Effects of current therapeutic interventions on insulin resistance.

Although diet and exercise remain the cornerstones of type 2 diabetes therapy, attempts at lifestyle changes seldom result in the achievement of glycaemic control. As a result, the addition of pharmacological agents is usually necessary. Currently available treatment options improve glycaemic control in the short term; however, maintaining long-term glycaemic control, halting disease progression, and preventing the complications of type 2 diabetes have all proven to be elusive therapeutic goals. For more than 30 years, sulphonylureas (SUs) have been first-line therapy for the management of type 2 diabetes. These compounds control hyperglycaemia by stimulating insulin release from pancreatic beta cells, and thus their benefits are limited to patients with preserved beta-cell function. Despite historic reliance on these agents to treat type 2 diabetes, long-term use of SUs may desensitize beta cells. The meglitinides (e.g. repaglinide) are a new class of non-sulphonylurea secretagogues that bind to a different receptor on the beta cell. Repaglinide has a short duration of action and may be useful for the treatment of postprandial hyperglycaemia. The biguanides (e.g. metformin) represent another class of antidiabetic agents and improve glycaemic control primarily by decreasing hepatic glucose output. Metformin and SUs provide similar glucose-lowering effects, and, in combination, may provide additional benefits in some patients.

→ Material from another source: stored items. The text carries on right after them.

//! Errors shared by the server and its clients
//!
//! Each failure is an [`AppError`] tagged with a numeric [`ErrorCode`]. The
//! code fixes the HTTP status and an [`ErrorCategory`]; the error renders
//! as an [`ErrorBody`].
//!
//! ```
//! use shared::error::{AppError, ErrorCode};
//!
//! let err = AppError::new(ErrorCode::MenuNotFound);
//! assert_eq!(err.http_status(), http::StatusCode::NOT_FOUND);
//!
//! let err = AppError::validation("price must be positive").with_detail("field", "price");
//! assert_eq!(err.code, ErrorCode::ValidationFailed);
//! ```

mod category;
mod codes;
mod http;
mod types;

pub use category::ErrorCategory;
pub use codes::{ErrorCode, InvalidErrorCode};
pub use types::{AppError, AppResult, ErrorBody};
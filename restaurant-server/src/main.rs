use restaurant_server::{Server, ServerState, setup_environment};

#[tokio::main]
async fn main() -> anyhow::Result<()> {
    // 1. Configuration and logging
    let config = setup_environment()?;

    tracing::info!(
        version = env!("CARGO_PKG_VERSION"),
        environment = %config.environment,
        "Restaurant server starting..."
    );

    // 2. Datastore and shared state
    let state = match ServerState::initialize(&config).await {
        Ok(state) => state,
        Err(e) => {
            tracing::error!(error = %e, "Failed to initialize server state");
            return Err(e.into());
        }
    };

    // 3. Serve until Ctrl-C
    if let Err(e) = Server::with_state(config, state).run().await {
        tracing::error!(error = %e, "Server error");
        return Err(e.into());
    }

    Ok(())
}
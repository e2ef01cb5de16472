//! Server Implementation
//!
//! Binds the HTTP listener and serves the router until Ctrl-C.

use crate::api::build_app;
use crate::core::{Config, ServerState};
use crate::utils::AppError;
use std::net::SocketAddr;

/// HTTP Server
pub struct Server {
    config: Config,
    state: ServerState,
}

impl Server {
    pub fn with_state(config: Config, state: ServerState) -> Self {
        Self { config, state }
    }

    pub async fn run(self) -> Result<(), AppError> {
        let app = build_app(self.state);

        let addr = SocketAddr::from(([0, 0, 0, 0], self.config.http_port));
        let listener = tokio::net::TcpListener::bind(addr)
            .await
            .map_err(|e| AppError::internal(format!("Failed to bind {addr}: {e}")))?;
        tracing::info!(%addr, environment = %self.config.environment, "Restaurant server listening");

        axum::serve(listener, app)
            .with_graceful_shutdown(shutdown_signal())
            .await
            .map_err(|e| AppError::internal(format!("Server error: {e}")))?;

        tracing::info!("Server stopped");
        Ok(())
    }
}

async fn shutdown_signal() {
    if let Err(e) = tokio::signal::ctrl_c().await {
        tracing::error!(error = %e, "Failed to listen for shutdown signal");
        std::future::pending::<()>().await;
    }
    tracing::info!("Shutting down...");
}
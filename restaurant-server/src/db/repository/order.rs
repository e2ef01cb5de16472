//! Order Repository

use super::{RepoError, RepoResult, apply_update};
use crate::db::collections::{ORDER, TABLE};
use crate::db::{Collection, DbService};
use crate::utils::PaginationParams;
use shared::models::{Order, OrderCreate, OrderUpdate};
use shared::util::{new_public_id, now_millis};

#[derive(Clone)]
pub struct OrderRepository {
    orders: Collection,
    tables: Collection,
}

impl OrderRepository {
    pub fn new(db: &DbService) -> Self {
        Self {
            orders: db.collection(ORDER),
            tables: db.collection(TABLE),
        }
    }

    pub async fn find_all(&self, page: Option<&PaginationParams>) -> RepoResult<Vec<Order>> {
        self.orders.find_all(page).await
    }

    pub async fn find_by_id(&self, id: &str) -> RepoResult<Option<Order>> {
        self.orders.find_by_key(id).await
    }

    pub async fn exists(&self, id: &str) -> RepoResult<bool> {
        self.orders.exists(id).await
    }

    async fn require_table(&self, table_id: &str) -> RepoResult<()> {
        if self.tables.exists(table_id).await? {
            Ok(())
        } else {
            Err(RepoError::Reference("table"))
        }
    }

    /// Open an order at an existing table. `order_date` defaults to now.
    pub async fn create(&self, data: OrderCreate) -> RepoResult<Order> {
        self.require_table(&data.table_id).await?;

        let now = now_millis();
        let order = Order {
            order_id: new_public_id(),
            order_date: data.order_date.unwrap_or(now),
            table_id: data.table_id,
            created_at: now,
            updated_at: now,
        };
        let key = order.order_id.clone();
        let created = self.orders.insert(&key, order).await?;
        tracing::info!(order_id = %created.order_id, table_id = %created.table_id, "Order opened");
        Ok(created)
    }

    pub async fn update(&self, id: &str, data: OrderUpdate) -> RepoResult<Order> {
        if let Some(table_id) = &data.table_id {
            self.require_table(table_id).await?;
        }
        apply_update(&self.orders, "order_id", id, &data).await
    }
}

Reducing the rate of glucose absorption with alpha-glucosidase inhibitors (e.g. acarbose) has been explored as an alternative approach to the management of postprandial hyperglycaemia, but these agents do not address the primary defect in type 2 diabetes. Eventually, prolonged overproduction of insulin to compensate for hyperglycaemia leads to dramatically reduced beta-cell function, and exogenous insulin therapy is required.